> _What is required_
Each line below should be restated exactly, with nothing dropped.

> _Supplied material_
###
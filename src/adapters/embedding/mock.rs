//! Deterministic in-process embedding provider for tests.
//!
//! Builds a bag-of-words vector per text: each lowercased token hashes to
//! a dimension and a sign, the result is L2-normalized. Identical texts
//! embed identically, and texts sharing tokens land closer together,
//! which is enough signal to exercise ranking behavior offline.

use async_trait::async_trait;

use crate::ports::{EmbeddingError, EmbeddingProvider};

/// Vector dimension for the mock model.
const DIMENSION: usize = 32;

/// Deterministic embedding provider with no external dependencies.
#[derive(Debug, Clone, Default)]
pub struct MockEmbedding;

impl MockEmbedding {
    pub fn new() -> Self {
        Self
    }

    fn embed_one(text: &str) -> Vec<f32> {
        let mut vector = vec![0.0f32; DIMENSION];

        for token in text.to_lowercase().split(|c: char| !c.is_alphanumeric()) {
            if token.is_empty() {
                continue;
            }
            let hash = fnv1a(token.as_bytes());
            let dim = (hash % DIMENSION as u64) as usize;
            let sign = if (hash >> 32) & 1 == 0 { 1.0 } else { -1.0 };
            vector[dim] += sign;
        }

        let norm = vector.iter().map(|v| v * v).sum::<f32>().sqrt();
        if norm > 0.0 {
            for v in &mut vector {
                *v /= norm;
            }
        }
        vector
    }
}

#[async_trait]
impl EmbeddingProvider for MockEmbedding {
    async fn embed(&self, texts: &[String]) -> Result<Vec<Vec<f32>>, EmbeddingError> {
        Ok(texts.iter().map(|t| Self::embed_one(t)).collect())
    }
}

fn fnv1a(bytes: &[u8]) -> u64 {
    let mut hash: u64 = 0xcbf2_9ce4_8422_2325;
    for &b in bytes {
        hash ^= b as u64;
        hash = hash.wrapping_mul(0x0000_0100_0000_01b3);
    }
    hash
}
###
> _Answer box_
filename src/adapters/embedding/mock.rs
//! Deterministic in-process embedding provider for tests.
//!
//! Builds a bag-of-words vector per text: each lowercased token hashes to
//! a dimension and a sign, the result is L2-normalized. Identical texts
//! embed identically, and texts sharing tokens land closer together,
//! which is enough signal to exercise ranking behavior offline.

use async_trait::async_trait;

use crate::ports::{EmbeddingError, EmbeddingProvider};

/// Vector dimension for the mock model.
const DIMENSION: usize = 32;

/// Deterministic embedding provider with no external dependencies.
#[derive(Debug, Clone, Default)]
pub struct MockEmbedding;

impl MockEmbedding {
    pub fn new() -> Self {
        Self
    }

    fn embed_one(text: &str) -> Vec<f32> {
        let mut vector = vec![0.0f32; DIMENSION];

        for token in text.to_lowercase().split(|c: char| !c.is_alphanumeric()) {
            if token.is_empty() {
                continue;
            }
            let hash = fnv1a(token.as_bytes());
            let dim = (hash % DIMENSION as u64) as usize;
            let sign = if (hash >> 32) & 1 == 0 { 1.0 } else { -1.0 };
            vector[dim] += sign;
        }

        let norm = vector.iter().map(|v| v * v).sum::<f32>().sqrt();
        if norm > 0.0 {
            for v in &mut vector {
                *v /= norm;
            }
        }
        vector
    }
}

#[async_trait]
impl EmbeddingProvider for MockEmbedding {
    async fn embed(&self, texts: &[String]) -> Result<Vec<Vec<f32>>, EmbeddingError> {
        Ok(texts.iter().map(|t| Self::embed_one(t)).collect())
    }
}

fn fnv1a(bytes: &[u8]) -> u64 {
    let mut hash: u64 = 0xcbf2_9ce4_8422_2325;
    for &b in bytes {
        hash ^= b as u64;
        hash = hash.wrapping_mul(0x0000_0100_0000_01b3);
    }
    hash
}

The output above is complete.